Word for word, restate the lines of the data from the first through the one containing "record it on the", and nothing else.

(Data extracted from a collection)

++++

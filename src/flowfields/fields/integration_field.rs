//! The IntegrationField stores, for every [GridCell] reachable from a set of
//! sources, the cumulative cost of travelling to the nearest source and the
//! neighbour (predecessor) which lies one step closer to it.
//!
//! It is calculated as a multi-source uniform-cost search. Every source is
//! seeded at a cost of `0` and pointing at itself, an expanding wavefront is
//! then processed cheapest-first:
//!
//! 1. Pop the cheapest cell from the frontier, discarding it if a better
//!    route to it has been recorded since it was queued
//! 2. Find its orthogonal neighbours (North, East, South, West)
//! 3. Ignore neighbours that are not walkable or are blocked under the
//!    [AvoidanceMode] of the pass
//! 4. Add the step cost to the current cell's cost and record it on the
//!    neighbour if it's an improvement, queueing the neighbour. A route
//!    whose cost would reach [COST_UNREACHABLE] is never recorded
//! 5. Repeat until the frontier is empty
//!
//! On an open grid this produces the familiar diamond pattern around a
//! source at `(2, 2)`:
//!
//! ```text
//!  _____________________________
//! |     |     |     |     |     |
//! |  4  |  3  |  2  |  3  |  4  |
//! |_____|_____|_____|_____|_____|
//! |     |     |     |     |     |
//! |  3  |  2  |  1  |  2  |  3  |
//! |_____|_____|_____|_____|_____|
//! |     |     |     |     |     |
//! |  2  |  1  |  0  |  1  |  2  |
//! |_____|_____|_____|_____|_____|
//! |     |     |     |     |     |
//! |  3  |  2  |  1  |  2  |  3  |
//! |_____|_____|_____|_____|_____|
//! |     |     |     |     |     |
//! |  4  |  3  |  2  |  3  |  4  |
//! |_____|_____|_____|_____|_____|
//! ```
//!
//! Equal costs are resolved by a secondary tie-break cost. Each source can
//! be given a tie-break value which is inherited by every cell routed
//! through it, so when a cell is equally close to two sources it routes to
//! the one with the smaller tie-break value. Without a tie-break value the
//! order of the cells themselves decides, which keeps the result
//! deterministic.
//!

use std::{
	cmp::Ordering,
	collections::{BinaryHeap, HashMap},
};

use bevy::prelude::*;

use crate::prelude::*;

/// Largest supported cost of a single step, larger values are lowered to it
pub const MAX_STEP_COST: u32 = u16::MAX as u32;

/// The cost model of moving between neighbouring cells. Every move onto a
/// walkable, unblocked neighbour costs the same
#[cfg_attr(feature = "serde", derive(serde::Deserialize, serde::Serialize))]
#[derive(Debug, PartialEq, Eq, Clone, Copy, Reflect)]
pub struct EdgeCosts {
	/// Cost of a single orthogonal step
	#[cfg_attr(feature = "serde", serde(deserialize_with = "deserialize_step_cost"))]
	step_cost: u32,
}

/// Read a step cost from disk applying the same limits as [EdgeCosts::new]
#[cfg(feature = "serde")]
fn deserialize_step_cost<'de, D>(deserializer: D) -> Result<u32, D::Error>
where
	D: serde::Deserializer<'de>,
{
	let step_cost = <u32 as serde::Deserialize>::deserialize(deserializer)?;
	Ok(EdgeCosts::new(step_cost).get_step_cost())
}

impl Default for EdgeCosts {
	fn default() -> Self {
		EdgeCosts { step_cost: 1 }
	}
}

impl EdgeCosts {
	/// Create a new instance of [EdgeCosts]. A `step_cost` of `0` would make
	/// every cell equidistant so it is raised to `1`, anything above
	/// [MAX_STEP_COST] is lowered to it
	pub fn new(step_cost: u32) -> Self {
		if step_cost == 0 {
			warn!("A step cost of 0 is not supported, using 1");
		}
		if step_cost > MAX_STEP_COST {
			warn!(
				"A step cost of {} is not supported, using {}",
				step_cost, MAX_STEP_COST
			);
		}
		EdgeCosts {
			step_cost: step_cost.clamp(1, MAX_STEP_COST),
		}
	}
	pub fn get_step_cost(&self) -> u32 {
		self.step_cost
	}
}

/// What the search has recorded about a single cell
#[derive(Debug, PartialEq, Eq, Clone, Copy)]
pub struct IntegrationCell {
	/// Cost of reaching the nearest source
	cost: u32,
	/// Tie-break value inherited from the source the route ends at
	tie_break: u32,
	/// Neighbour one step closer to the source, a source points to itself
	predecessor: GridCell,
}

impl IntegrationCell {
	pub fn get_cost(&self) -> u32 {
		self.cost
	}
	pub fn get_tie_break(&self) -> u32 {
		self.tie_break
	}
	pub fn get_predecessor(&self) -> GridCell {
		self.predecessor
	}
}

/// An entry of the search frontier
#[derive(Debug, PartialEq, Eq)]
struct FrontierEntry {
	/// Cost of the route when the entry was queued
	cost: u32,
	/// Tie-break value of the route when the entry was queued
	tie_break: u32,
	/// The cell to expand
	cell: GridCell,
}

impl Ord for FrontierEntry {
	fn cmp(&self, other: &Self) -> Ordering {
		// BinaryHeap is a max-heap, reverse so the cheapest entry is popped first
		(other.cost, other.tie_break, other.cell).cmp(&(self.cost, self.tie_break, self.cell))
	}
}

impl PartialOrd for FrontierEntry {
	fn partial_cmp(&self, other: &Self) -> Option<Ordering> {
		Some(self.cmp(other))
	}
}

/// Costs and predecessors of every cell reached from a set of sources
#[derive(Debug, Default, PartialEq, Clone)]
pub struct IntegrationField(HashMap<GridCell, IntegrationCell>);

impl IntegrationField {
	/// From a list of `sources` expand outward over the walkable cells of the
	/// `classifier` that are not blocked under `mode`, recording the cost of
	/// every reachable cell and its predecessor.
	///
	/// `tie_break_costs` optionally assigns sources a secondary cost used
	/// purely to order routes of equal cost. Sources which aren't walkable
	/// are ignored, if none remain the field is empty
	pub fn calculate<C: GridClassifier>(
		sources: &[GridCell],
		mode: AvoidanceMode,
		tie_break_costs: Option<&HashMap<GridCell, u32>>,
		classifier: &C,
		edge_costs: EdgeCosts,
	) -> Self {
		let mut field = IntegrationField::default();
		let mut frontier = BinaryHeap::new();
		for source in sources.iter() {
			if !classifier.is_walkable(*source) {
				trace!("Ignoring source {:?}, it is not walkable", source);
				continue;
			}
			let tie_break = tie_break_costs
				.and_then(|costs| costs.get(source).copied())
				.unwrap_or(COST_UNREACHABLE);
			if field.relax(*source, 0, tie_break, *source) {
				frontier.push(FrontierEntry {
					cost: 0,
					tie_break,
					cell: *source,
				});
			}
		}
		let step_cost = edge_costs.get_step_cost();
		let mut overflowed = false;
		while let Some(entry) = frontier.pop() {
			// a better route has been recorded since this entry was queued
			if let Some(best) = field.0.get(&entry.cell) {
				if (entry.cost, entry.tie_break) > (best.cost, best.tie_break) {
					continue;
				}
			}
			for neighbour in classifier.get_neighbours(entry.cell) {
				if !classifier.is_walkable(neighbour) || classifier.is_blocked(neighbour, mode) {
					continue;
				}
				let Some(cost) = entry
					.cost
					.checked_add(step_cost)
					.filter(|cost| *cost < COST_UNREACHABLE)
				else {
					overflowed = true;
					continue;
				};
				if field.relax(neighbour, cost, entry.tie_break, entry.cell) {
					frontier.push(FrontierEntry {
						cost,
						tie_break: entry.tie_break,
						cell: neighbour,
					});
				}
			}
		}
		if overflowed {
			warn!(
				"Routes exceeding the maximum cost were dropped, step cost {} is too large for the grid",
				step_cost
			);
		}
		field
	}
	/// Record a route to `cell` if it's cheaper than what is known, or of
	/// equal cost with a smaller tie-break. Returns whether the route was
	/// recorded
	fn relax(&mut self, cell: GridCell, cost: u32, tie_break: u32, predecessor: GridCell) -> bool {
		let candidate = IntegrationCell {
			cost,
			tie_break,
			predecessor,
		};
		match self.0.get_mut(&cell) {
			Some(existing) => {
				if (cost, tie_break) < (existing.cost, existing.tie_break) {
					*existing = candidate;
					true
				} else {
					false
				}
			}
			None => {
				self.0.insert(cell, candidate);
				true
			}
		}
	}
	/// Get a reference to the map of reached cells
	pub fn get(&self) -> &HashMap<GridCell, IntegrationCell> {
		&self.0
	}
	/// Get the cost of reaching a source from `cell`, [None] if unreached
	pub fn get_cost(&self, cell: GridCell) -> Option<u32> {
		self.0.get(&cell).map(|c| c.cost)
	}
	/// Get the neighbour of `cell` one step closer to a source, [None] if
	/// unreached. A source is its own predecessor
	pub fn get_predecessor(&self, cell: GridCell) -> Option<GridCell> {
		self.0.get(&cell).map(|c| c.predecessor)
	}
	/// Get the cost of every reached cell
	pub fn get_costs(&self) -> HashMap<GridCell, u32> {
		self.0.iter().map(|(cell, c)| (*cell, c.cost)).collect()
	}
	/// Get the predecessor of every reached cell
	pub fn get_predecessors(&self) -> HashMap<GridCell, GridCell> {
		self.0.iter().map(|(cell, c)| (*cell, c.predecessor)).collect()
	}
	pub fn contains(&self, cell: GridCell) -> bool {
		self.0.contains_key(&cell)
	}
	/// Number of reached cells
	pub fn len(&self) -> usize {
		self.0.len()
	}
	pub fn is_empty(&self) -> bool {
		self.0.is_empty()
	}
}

++++

**Output for this exercise:**
filename src/flowfields/fields/integration_field.rs
//! The IntegrationField stores, for every [GridCell] reachable from a set of
//! sources, the cumulative cost of travelling to the nearest source and the
//! neighbour (predecessor) which lies one step closer to it.
//!
//! It is calculated as a multi-source uniform-cost search. Every source is
//! seeded at a cost of `0` and pointing at itself, an expanding wavefront is
//! then processed cheapest-first:
//!
//! 1. Pop the cheapest cell from the frontier, discarding it if a better
//!    route to it has been recorded since it was queued
//! 2. Find its orthogonal neighbours (North, East, South, West)
//! 3. Ignore neighbours that are not walkable or are blocked under the
//!    [AvoidanceMode] of the pass
//! 4. Add the step cost to the current cell's cost and record it on the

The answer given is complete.